> _Your assignment_
The listing that follows must be given again in full and exactly.

> _Supplied material_
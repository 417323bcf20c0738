use thiserror::Error;

/// The global scroll-suppression primitive failed.
///
/// Propagated untouched to whoever delivered the triggering event. A failed
/// `apply` leaves the page scrollable.
#[derive(Debug, Clone, PartialEq, Eq, Error)]
pub enum SuppressionError {
    #[error("scroll suppression {action} failed: {message}")]
    Primitive {
        action: SuppressionAction,
        message: String,
    },
}

impl SuppressionError {
    pub fn apply(message: impl Into<String>) -> Self {
        SuppressionError::Primitive {
            action: SuppressionAction::Apply,
            message: message.into(),
        }
    }

    pub fn remove(message: impl Into<String>) -> Self {
        SuppressionError::Primitive {
            action: SuppressionAction::Remove,
            message: message.into(),
        }
    }
}

#[derive(Debug, Clone, Copy, PartialEq, Eq)]
pub enum SuppressionAction {
    Apply,
    Remove,
}

impl std::fmt::Display for SuppressionAction {
    fn fmt(&self, f: &mut std::fmt::Formatter<'_>) -> std::fmt::Result {
        f.write_str(match self {
            SuppressionAction::Apply => "apply",
            SuppressionAction::Remove => "remove",
        })
    }
}

#[derive(Debug, Error)]
pub enum ConfigError {
    #[error("invalid JSON: {0}")]
    Json(#[from] serde_json::Error),
    #[error("threshold {0} is outside (0, 1]")]
    InvalidThreshold(f64),
    #[error("suppression property must not be empty")]
    EmptySuppressionProperty,
}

> _Result of this task_
repository 417323bcf20c0738
use thiserror::Error;

/// The global scroll-suppression primitive failed.
///
/// Propagated untouched to whoever delivered the triggering event. A failed
/// `apply` leaves the page scrollable.
#[derive(Debug, Clone, PartialEq, Eq, Error)]
pub enum SuppressionError {
    #[error("scroll suppression {action} failed: {message}")]
    Primitive {
        action: SuppressionAction,
        message: String,
    },
}

impl SuppressionError {
    pub fn apply(message: impl Into<String>) -> Self {
        SuppressionError::Primitive {
            action: SuppressionAction::Apply,
            message: message.into(),
        }
    }

    pub fn remove(message: impl Into<String>) -> Self {
        SuppressionError::Primitive {
            action: SuppressionAction::Remove,
            message: message.into(),
        }
    }
}

#[derive(Debug, Clone, Copy, PartialEq, Eq)]
pub enum SuppressionAction {
    Apply,
    Remove,
}

impl std::fmt::Display for SuppressionAction {
    fn fmt(&self, f: &mut std::fmt::Formatter<'_>) -> std::fmt::Result {
        f.write_str(match self {
            SuppressionAction::Apply => "apply",
            SuppressionAction::Remove => "remove",
        })
    }
}

#[derive(Debug, Error)]
pub enum ConfigError {
    #[error("invalid JSON: {0}")]
    Json(#[from] serde_json::Error),
    #[error("threshold {0} is outside (0, 1]")]
    InvalidThreshold(f64),
    #[error("suppression property must not be empty")]
    EmptySuppressionProperty,
}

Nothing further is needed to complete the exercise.